Stop Taking Fake Breaks 

Stop Taking Fake Breaks 

When your brain is warped, the easy thing to do is zone out on social media, checking to see what Chrissy Teigen had for dinner last night or finding out which Game of Thrones character you are. You tell yourself, “I need this.” Sure, fine. But know that you’re not really recharging.

Many of us take “breaks” throughout the day — we’ll mindlessly browse Instagram or even do something productive like make a doctor’s appointment or order a new lightbulb to replace the one that just went out. It’s not that we shouldn’t do these things, but labelling such tasks as breaks can give us a false sense of balance.

On 99U, author Laura Vanderkam explains that these are “fake breaks,” and they affect how much work we get can done.

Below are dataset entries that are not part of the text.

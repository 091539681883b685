//! Outgoing request description.

use reqwest::Method;
use serde::Serialize;
use serde_json::Value;

use shopfloor_core::Result;
use shopfloor_core::error::InvalidInputError;

/// A request relative to the API root.
///
/// Kept separate from `reqwest::Request` so the authenticator can resend it
/// with a different token.
#[derive(Debug, Clone, PartialEq)]
pub struct ApiRequest {
    method: Method,
    path: String,
    query: Vec<(String, String)>,
    body: Option<Value>,
}

impl ApiRequest {
    pub fn new(method: Method, path: impl Into<String>) -> Self {
        Self {
            method,
            path: path.into(),
            query: Vec::new(),
            body: None,
        }
    }

    pub fn get(path: impl Into<String>) -> Self {
        Self::new(Method::GET, path)
    }

    pub fn post(path: impl Into<String>) -> Self {
        Self::new(Method::POST, path)
    }

    pub fn delete(path: impl Into<String>) -> Self {
        Self::new(Method::DELETE, path)
    }

    /// Append a query parameter.
    pub fn with_query(mut self, key: &str, value: impl ToString) -> Self {
        self.query.push((key.to_string(), value.to_string()));
        self
    }

    /// Attach a JSON body.
    pub fn with_json<B: Serialize + ?Sized>(mut self, body: &B) -> Result<Self> {
        let value = serde_json::to_value(body).map_err(|e| InvalidInputError::Other {
            message: format!("request body: {}", e),
        })?;
        self.body = Some(value);
        Ok(self)
    }

    pub fn method(&self) -> &Method {
        &self.method
    }

    pub fn path(&self) -> &str {
        &self.path
    }

    pub fn query(&self) -> &[(String, String)] {
        &self.query
    }

    pub fn body(&self) -> Option<&Value> {
        self.body.as_ref()
    }
}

The human brain can only concentrate for so long. When we don’t take real breaks, we take fake ones, cruising around on the web following click-bait links. Paradoxically, you can work more hours (that is, real hours) by taking a purposeful break every few hours or so.

Go outside. Call a loved one. You’ll return to your desk recharged and ready to go.

Real breaks give your mind and body a needed release. If you have an hour, you can experience a huge reset with a hike, long bath (sans iPad), massage or therapy session. But even if your break must be much shorter — say, 10 or 15 minutes — you can still gain clarity from a quick walk, guided meditation or phone call with a friend.

Just make sure your break is purposeful, as Vanderkam writes. This is what you need — not another internet quiz.